**Exercise:** Whenever a line in the entries below contains "scroll", copy that line.

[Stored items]

// Input validation error shared by the domain modules.

use thiserror::Error;

/// A user-supplied value failed validation. `field` names the offending
/// input (dotted for nested values, e.g. `environment.day_temp`).
#[derive(Debug, Clone, PartialEq, Eq, Error)]
#[error("invalid `{field}`: {message}")]
pub struct ValidationError {
    pub field: String,
    pub message: String,
}

impl ValidationError {
    pub fn new(field: impl Into<String>, message: impl Into<String>) -> Self {
        Self {
            field: field.into(),
            message: message.into(),
        }
    }

    pub fn required(field: impl Into<String>) -> Self {
        Self::new(field, "is required")
    }
}

/// Reject blank (empty or whitespace-only) required text.
pub(crate) fn require_text(field: &str, value: &str) -> Result<(), ValidationError> {
    if value.trim().is_empty() {
        Err(ValidationError::required(field))
    } else {
        Ok(())
    }
}
// Interview widget: recorded Q&A on the left, suggested questions on the
// right.

use ratatui::layout::Rect;
use ratatui::style::{Color, Modifier, Style};
use ratatui::text::{Line, Span};
use ratatui::widgets::{Block, Borders, Paragraph, Wrap};
use ratatui::Frame;

use farmai_core::interview::InterviewLog;

use crate::layout::split_side;
use crate::ViewState;

pub fn render(frame: &mut Frame, area: Rect, log: &InterviewLog, state: &ViewState) {
    let (main, side) = split_side(area, 60);
    render_log(frame, main, log, state.selected);
    render_suggestions(frame, side, state);
}

fn render_log(frame: &mut Frame, area: Rect, log: &InterviewLog, selected: usize) {
    let mut lines = Vec::new();
    let mut selected_line = 0;

    for (i, entry) in log.entries().iter().enumerate() {
        let is_selected = i == selected;
        if is_selected {
            selected_line = lines.len();
        }
        let marker = if is_selected { ">> " } else { "   " };
        let question_style = if is_selected {
            Style::default()
                .fg(Color::Yellow)
                .add_modifier(Modifier::BOLD)
        } else {
            Style::default().add_modifier(Modifier::BOLD)
        };
        lines.push(Line::from(Span::styled(
            format!("{marker}Q{}. {}", i + 1, entry.question),
            question_style,
        )));
        for text in entry.answer.lines() {
            lines.push(Line::from(format!("      {text}")));
        }
        lines.push(Line::from(""));
    }

    if lines.is_empty() {
        lines.push(Line::from(Span::styled(
            "No answers recorded. Press n to add one or t to transcribe a recording.",
            Style::default().fg(Color::DarkGray),
        )));
    }

    let inner_height = area.height.saturating_sub(2) as usize;
    let scroll = (selected_line + 2).saturating_sub(inner_height) as u16;

    let paragraph = Paragraph::new(lines)
        .block(
            Block::default()
                .borders(Borders::ALL)
                .title(format!(" Interview ({}) ", log.len())),
        )
        .wrap(Wrap { trim: false })
        .scroll((scroll, 0));
    frame.render_widget(paragraph, area);
}

fn render_suggestions(frame: &mut Frame, area: Rect, state: &ViewState) {
    let mut lines = Vec::new();

    if state.suggestions_fallback {
        lines.push(Line::from(Span::styled(
            "Default questions (no model answer)",
            Style::default().fg(Color::Yellow),
        )));
        lines.push(Line::from(""));
    }

    for (i, suggestion) in state.suggestions.iter().take(9).enumerate() {
        lines.push(Line::from(vec![
            Span::styled(
                format!("{}. ", i + 1),
                Style::default()
                    .fg(Color::Cyan)
                    .add_modifier(Modifier::BOLD),
            ),
            Span::raw(suggestion.question.clone()),
        ]));
        if !suggestion.reason.is_empty() {
            lines.push(Line::from(Span::styled(
                format!("   {}", suggestion.reason),
                Style::default().fg(Color::DarkGray),
            )));
        }
    }

    if state.suggestions.is_empty() {
        let hint = if state.busy.is_some() {
            "Thinking..."
        } else {
            "Press s for question suggestions."
        };
        lines.push(Line::from(Span::styled(hint, Style::default().fg(Color::DarkGray))));
    }

    let paragraph = Paragraph::new(lines)
        .block(Block::default().borders(Borders::ALL).title(" Suggested "))
        .wrap(Wrap { trim: false });
    frame.render_widget(paragraph, area);
}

**Exercise answer:**
    let scroll = (selected_line + 2).saturating_sub(inner_height) as u16;
        .scroll((scroll, 0));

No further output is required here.